R: Yes, unless you’re born with anosmia and don’t know what you’re missing … but sorry, taking you off on a tangent! – you were working with whisky brands …
I: Yes, it was just a very interesting way to learn, and after working on different brands I was approached by Hennesy/Louis Vuitton – the biggest luxury goods group in the world. They had bought Glenmorangie and Ardbeg (leading whisky companies) and at the time it was the first Maison they’d bought which was non French.
To fast-forward, this all played into setting up a perfume house. There were several years of research. I wanted to take my time with it and we asked people what words they associated with Scotland; the word ‘magical’ came up most and then my experiences of Scotland, going to the west coast as a child with family – we holidayed in places like Ardnamurchan – with beautiful forests, which I wanted to capture. I’ll talk you through the perfumes (Imogen brings out samples)
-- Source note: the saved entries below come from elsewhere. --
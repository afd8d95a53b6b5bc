use serde_json::{Map, Value};

use super::mailbox::in_domain;
use super::{
    Context, ListView, Preview, apply_update, run_csv_batch, run_single_add, set_opt, set_toggle,
    show_listing,
};
use crate::batch::Submission;
use crate::cli::{AliasAdd, AliasCommand, AliasUpdate, flag, toggle};
use crate::error::MailcowError;
use crate::gateway;
use crate::render::{OutputFormat, active_mark, field, trunc};
use crate::resource::{ModeDefaults, NormalizedRequest, ResourceKind};

const KIND: ResourceKind = ResourceKind::Alias;
const GOTO_PREVIEW_CHARS: usize = 50;

fn table_row(alias: &Value) -> Vec<String> {
    vec![
        trunc(&field(alias, "id"), 6),
        field(alias, "address"),
        field(alias, "goto"),
        active_mark(alias).to_string(),
    ]
}

fn csv_row(alias: &Value) -> Vec<String> {
    vec![
        field(alias, "id"),
        field(alias, "address"),
        field(alias, "goto"),
        match field(alias, "active") {
            a if a.is_empty() => "0".to_string(),
            a => a,
        },
    ]
}

static LIST_VIEW: ListView = ListView {
    empty: "No aliases found.",
    noun: "alias(es)",
    max_col: 35,
    table_headers: &["ID", "Address", "Goto", "Active"],
    table_row,
    csv_headers: &["id", "address", "goto", "active"],
    csv_row,
};

/// Long destination lists are cut to keep one line per alias.
fn describe(request: &NormalizedRequest) -> String {
    let goto = request.get("goto");
    let mut shown: String = goto.chars().take(GOTO_PREVIEW_CHARS).collect();
    if goto.chars().count() > GOTO_PREVIEW_CHARS {
        shown.push_str("...");
    }
    format!("{} -> {shown}", request.get("address"))
}

fn preview_row(request: &NormalizedRequest) -> Vec<String> {
    vec![
        request.get("address").to_string(),
        request.get("goto").to_string(),
    ]
}

static PREVIEW: Preview = Preview {
    noun: "alias(es)",
    headers: &["Address", "Goto"],
    row: preview_row,
    max_col: 40,
};

fn add_defaults(args: &AliasAdd) -> ModeDefaults {
    let mut defaults = ModeDefaults::for_kind(KIND);
    defaults
        .set_opt("active", toggle(args.active, args.no_active).map(flag))
        .set_opt("sogo_visible", toggle(args.sogo_visible, args.no_sogo_visible).map(flag));
    defaults
}

async fn add(ctx: &Context, args: AliasAdd) -> Result<(), MailcowError> {
    let defaults = add_defaults(&args);

    if args.batch.file.is_some() {
        run_csv_batch(ctx, KIND, &args.batch, &defaults, describe, Some(&PREVIEW)).await?;
        return Ok(());
    }

    let cells = vec![
        args.address.clone().unwrap_or_default(),
        args.goto.clone().unwrap_or_default(),
    ];
    match run_single_add(ctx, KIND, cells, args.batch.preview, &defaults).await? {
        Submission::Accepted { request, .. } => {
            if args.batch.preview {
                println!("[PREVIEW] Would create alias:");
            } else {
                println!("Success: Alias created");
            }
            println!("  Address: {}", request.get("address"));
            println!("  Goto: {}", request.get("goto"));
            if args.batch.preview {
                println!("  Active: {}", request.get("active"));
            }
        }
        Submission::Failed {
            identifier,
            error_message,
            ..
        } => eprintln!("Failed to create alias {identifier}: {error_message}"),
    }
    Ok(())
}

pub fn update_attrs(args: &AliasUpdate) -> Map<String, Value> {
    let mut attrs = Map::new();
    set_opt(&mut attrs, "address", args.address.clone());
    set_opt(&mut attrs, "goto", args.goto.clone());
    set_toggle(&mut attrs, "active", args.active, args.no_active);
    set_toggle(&mut attrs, "sogo_visible", args.sogo_visible, args.no_sogo_visible);
    attrs
}

async fn get(ctx: &Context, output: OutputFormat, domain: Option<String>) -> Result<(), MailcowError> {
    let aliases = gateway::list(ctx.gateway.as_ref(), KIND, false).await?;
    if aliases.is_empty() {
        println!("{}", LIST_VIEW.empty);
        return Ok(());
    }
    let aliases = in_domain(aliases, domain.as_deref());
    if let (true, Some(domain)) = (aliases.is_empty(), &domain) {
        println!("No aliases found for domain: {domain}");
        return Ok(());
    }
    show_listing(output, &aliases, &LIST_VIEW)
}

pub async fn run(ctx: &Context, cmd: AliasCommand) -> Result<(), MailcowError> {
    match cmd {
        AliasCommand::Get { output, domain } => get(ctx, output, domain).await,
        AliasCommand::Add(args) => add(ctx, args).await,
        AliasCommand::Update(args) => {
            let attrs = update_attrs(&args);
            apply_update(ctx, KIND, &args.alias_id, attrs).await
        }
    }
}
R: As you talk me through the perfumes shall I try them?
(Imogen sprays Portal on to my wrist)
R: Aaah. I love this already – its greenness, it’s a forest yes!
I: Yes, it has the sweetness of herbs, and the sweetness of wild flora, like a carpet of bluebells
R: I’m smelling all of that as you say it, it’s verdant and foresty but I love that it’s a perfume, you know, it’s abstract, it’s a mood – sophisticated, green, Galadriel might wear it! That’s my first impressions…
I: In all of them the signature is the complexity as well. And it has a reveal in the top mid and base, that reveals with time. The opening is very much the sweetness of herbs, and a ‘verdant flora’ I call it. Then it gets mossier and woodier and deeper, like you’re going deeper into the wood. And it has earth as well, a grounding earthiness, which is the vetiver. And a touch of amber in the base.
R: And there’s a sort of sunshine as well? It’s not dark as there’s a sunlight coming through..
I: There’s a lovely magnolia as well, which brings a kind of floral, very green – almost like a green flower? Which I think is a bit sunshiny as well, but there’s bergamot and neroli in the opening which sort of dances in the light.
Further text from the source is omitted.